O NOVO MITO DA CRIAÇÃO (PARTE II)

O Criador fez o homem e a mulher e eles viviam na terra sem maldades, sem enfrentar perigos, sendo soberanos sobre os animais, conversando com o Criador e cuidando um do outro. Foram feitos para serem como a corda para a caçamba, o côncavo para o convexo, a chave para a fechadura. Perfeito encaixe.

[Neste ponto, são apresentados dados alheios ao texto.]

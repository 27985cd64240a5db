//! `digiwallet-auth`: access policy layer (identity, account gate, role policy).
//!
//! This crate is intentionally decoupled from HTTP and storage.

pub mod account;
pub mod authorize;
pub mod claims;
pub mod jwt;
pub mod principal;
pub mod roles;

pub use account::{AccountGateError, Activity, NewUser, UserAccount, UserUpdate};
pub use authorize::{Action, AuthzError, authorize};
pub use claims::{JwtClaims, TokenValidationError, validate_claims};
pub use jwt::{Hs256JwtValidator, JwtValidator};
pub use principal::Principal;
pub use roles::Role;
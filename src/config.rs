//! Configuration for the constraint solver

use std::path::Path;

use serde::Deserialize;
use thiserror::Error;

/// Errors that can occur when loading solver configuration
#[derive(Error, Debug)]
pub enum ConfigError {
    #[error("Failed to read config file: {0}")]
    IoError(#[from] std::io::Error),
    #[error("Failed to parse config TOML: {0}")]
    ParseError(#[from] toml::de::Error),
}

/// Tuning knobs for the damped least-squares solver
#[derive(Debug, Clone, Deserialize)]
#[serde(default)]
pub struct SolverConfig {
    /// Convergence epsilon: applied to the cost, to the Jacobian entries,
    /// and to the per-step cost improvement
    pub epsilon: f64,

    /// Initial damping factor
    pub lambda_init: f64,

    /// Damping growth factor applied on a rejected step
    pub lambda_up: f64,

    /// Damping shrink factor applied on an accepted step
    pub lambda_down: f64,

    /// Hard bound on solver iterations; exceeding it is a stalled outcome
    pub max_iterations: usize,

    /// Print solver diagnostics to stderr
    pub trace: bool,
}

impl Default for SolverConfig {
    fn default() -> Self {
        Self {
            epsilon: 1e-5,
            lambda_init: 10.0,
            lambda_up: 10.0,
            lambda_down: 10.0,
            max_iterations: 200,
            trace: false,
        }
    }
}

impl SolverConfig {
    /// Create a new configuration with default values
    pub fn new() -> Self {
        Self::default()
    }

    /// Load configuration from a TOML file
    pub fn from_file(path: &Path) -> Result<Self, ConfigError> {
        let content = std::fs::read_to_string(path)?;
        Self::from_toml(&content)
    }

    /// Load configuration from a TOML string
    pub fn from_toml(content: &str) -> Result<Self, ConfigError> {
        Ok(toml::from_str(content)?)
    }

    /// Set the convergence epsilon
    pub fn with_epsilon(mut self, epsilon: f64) -> Self {
        self.epsilon = epsilon;
        self
    }

    /// Set the iteration bound
    pub fn with_max_iterations(mut self, max_iterations: usize) -> Self {
        self.max_iterations = max_iterations;
        self
    }

    /// Enable or disable diagnostic tracing
    pub fn with_trace(mut self, trace: bool) -> Self {
        self.trace = trace;
        self
    }
}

O Criador observou que as naturezas eram diferentes. Dizem por aí que os opostos se atraem, no entanto, quando muito opostos acabam se chocando e se repelindo mutuamente. Observou que o homem era inquieto, queria buscar experiências novas, gostava de ser cuidado, era autoritário e como tinha sido criado antes da mulher, ela lhe deveria respeito e fazer o que ele mandava. A mulher era mais passiva, gostava de cuidar, de dar carinho, queria só um pouco de atenção, estava pronta para ajudar no que precisava. Sempre que o homem ia em busca de conhecer novos territórios, lá ia ela atrás dele, preocupada, pedindo ao Criador que acampasse os anjos ao redor do homem para que nada acontecesse a ele. A mulher tinha mais sensibilidade, aparência frágil e a pele macia. O homem era mais peludo, forte, a pele grossa, era um bico bruto. E a mulher o que queria mesmo era estar sempre perto do homem para se sentir protegida.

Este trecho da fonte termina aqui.